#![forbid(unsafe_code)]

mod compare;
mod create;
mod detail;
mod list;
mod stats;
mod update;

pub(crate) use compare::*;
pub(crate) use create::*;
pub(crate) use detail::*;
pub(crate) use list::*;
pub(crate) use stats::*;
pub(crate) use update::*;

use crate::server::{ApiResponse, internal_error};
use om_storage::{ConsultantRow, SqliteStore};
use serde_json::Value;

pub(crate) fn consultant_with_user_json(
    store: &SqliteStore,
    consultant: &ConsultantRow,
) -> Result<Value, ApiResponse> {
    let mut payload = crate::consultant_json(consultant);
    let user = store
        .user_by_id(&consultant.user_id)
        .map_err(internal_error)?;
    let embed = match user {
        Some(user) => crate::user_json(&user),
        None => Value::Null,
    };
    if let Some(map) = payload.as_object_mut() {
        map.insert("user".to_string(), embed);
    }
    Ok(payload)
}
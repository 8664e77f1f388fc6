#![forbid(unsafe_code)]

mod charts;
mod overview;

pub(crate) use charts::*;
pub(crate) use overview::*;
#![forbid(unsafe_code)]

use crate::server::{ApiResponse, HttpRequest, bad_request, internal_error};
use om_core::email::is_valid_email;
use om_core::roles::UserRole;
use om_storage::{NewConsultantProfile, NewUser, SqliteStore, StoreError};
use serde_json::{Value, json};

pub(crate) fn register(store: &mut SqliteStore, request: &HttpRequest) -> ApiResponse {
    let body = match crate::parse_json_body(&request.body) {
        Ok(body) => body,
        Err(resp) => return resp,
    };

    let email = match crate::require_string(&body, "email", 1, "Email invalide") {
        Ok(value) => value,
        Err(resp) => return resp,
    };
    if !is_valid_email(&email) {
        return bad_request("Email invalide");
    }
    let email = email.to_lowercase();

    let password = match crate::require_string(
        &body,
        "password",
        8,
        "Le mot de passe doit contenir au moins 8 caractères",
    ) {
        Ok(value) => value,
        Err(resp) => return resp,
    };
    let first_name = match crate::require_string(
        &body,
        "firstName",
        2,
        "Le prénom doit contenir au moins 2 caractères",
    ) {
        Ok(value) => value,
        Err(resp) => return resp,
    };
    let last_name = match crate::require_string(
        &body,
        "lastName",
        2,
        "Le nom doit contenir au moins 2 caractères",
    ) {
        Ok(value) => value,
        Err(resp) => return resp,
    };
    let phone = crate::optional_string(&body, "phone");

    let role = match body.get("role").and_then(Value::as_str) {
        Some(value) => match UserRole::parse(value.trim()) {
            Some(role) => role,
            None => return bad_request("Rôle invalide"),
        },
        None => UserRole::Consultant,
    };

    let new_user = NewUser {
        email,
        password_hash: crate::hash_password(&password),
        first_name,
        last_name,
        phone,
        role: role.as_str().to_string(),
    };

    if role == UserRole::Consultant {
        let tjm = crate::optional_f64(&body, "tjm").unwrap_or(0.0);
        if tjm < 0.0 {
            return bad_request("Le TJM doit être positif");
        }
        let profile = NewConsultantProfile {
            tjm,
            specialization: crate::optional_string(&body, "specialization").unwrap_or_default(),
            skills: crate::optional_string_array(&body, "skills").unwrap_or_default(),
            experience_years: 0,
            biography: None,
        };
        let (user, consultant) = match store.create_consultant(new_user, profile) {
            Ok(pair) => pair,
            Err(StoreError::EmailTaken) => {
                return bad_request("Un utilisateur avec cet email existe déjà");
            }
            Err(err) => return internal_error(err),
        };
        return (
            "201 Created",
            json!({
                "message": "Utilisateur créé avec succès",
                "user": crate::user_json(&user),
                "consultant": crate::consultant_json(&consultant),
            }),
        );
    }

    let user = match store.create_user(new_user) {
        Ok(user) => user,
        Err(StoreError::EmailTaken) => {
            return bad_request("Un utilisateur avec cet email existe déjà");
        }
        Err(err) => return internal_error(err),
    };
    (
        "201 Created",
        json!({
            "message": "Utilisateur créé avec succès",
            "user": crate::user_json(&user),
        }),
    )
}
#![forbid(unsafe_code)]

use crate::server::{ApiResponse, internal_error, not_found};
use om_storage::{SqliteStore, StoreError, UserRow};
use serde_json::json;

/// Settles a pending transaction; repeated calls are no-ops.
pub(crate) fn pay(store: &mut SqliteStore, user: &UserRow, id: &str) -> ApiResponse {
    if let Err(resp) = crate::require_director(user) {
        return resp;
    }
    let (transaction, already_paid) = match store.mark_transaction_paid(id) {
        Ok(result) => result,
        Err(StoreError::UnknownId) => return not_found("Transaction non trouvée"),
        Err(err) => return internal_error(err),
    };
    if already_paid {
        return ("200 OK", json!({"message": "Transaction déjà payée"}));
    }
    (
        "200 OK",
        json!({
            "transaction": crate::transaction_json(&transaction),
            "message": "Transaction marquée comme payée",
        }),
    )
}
▬▬▬
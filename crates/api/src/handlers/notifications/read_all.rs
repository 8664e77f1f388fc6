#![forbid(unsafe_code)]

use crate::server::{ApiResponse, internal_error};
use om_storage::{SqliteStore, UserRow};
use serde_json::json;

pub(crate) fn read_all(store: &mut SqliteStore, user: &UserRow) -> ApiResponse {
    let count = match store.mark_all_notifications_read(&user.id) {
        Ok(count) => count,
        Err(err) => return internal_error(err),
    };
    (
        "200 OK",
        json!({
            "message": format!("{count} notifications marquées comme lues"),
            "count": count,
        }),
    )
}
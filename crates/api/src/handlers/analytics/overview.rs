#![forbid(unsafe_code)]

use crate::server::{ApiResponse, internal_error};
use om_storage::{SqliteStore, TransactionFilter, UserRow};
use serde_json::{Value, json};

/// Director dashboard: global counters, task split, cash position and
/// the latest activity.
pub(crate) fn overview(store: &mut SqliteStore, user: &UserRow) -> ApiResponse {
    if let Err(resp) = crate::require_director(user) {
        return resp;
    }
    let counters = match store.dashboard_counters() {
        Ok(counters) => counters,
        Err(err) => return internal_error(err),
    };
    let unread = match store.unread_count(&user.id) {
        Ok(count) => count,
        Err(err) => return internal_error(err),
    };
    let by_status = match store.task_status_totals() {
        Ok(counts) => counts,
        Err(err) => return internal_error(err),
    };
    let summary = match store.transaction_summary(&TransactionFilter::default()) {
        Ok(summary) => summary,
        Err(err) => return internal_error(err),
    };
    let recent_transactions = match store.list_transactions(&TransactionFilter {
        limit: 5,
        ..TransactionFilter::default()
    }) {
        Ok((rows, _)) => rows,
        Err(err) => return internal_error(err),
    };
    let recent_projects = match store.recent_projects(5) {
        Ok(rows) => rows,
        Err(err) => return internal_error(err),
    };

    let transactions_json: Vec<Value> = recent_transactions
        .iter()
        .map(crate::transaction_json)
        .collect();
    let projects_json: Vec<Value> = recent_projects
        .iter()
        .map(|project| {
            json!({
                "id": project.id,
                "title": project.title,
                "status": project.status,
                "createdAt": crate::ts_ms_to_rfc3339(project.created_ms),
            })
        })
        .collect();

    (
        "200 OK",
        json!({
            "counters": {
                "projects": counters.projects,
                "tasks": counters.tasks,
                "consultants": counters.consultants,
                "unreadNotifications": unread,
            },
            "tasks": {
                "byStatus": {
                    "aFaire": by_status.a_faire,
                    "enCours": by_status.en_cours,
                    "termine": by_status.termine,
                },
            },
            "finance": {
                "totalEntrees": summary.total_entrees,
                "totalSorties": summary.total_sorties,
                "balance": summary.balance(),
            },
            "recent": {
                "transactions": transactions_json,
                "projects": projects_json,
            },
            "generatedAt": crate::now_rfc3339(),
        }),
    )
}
▬▬▬
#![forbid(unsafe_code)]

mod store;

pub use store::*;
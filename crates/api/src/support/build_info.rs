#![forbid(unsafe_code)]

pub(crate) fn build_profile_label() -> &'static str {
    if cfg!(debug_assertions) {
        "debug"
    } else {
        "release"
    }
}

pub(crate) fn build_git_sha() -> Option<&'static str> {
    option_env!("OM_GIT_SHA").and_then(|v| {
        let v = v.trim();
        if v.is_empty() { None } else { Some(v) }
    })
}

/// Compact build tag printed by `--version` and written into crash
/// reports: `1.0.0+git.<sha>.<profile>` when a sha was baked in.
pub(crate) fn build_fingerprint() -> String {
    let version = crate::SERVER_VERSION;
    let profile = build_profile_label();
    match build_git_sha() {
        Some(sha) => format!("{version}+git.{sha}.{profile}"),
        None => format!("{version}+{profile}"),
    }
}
▬▬▬
Filter the listing above so that only lines holding the word "NewUser" remain, and report those lines.

use om_storage::{NewConsultantProfile, NewUser, SqliteStore, StoreError};
    let new_user = NewUser {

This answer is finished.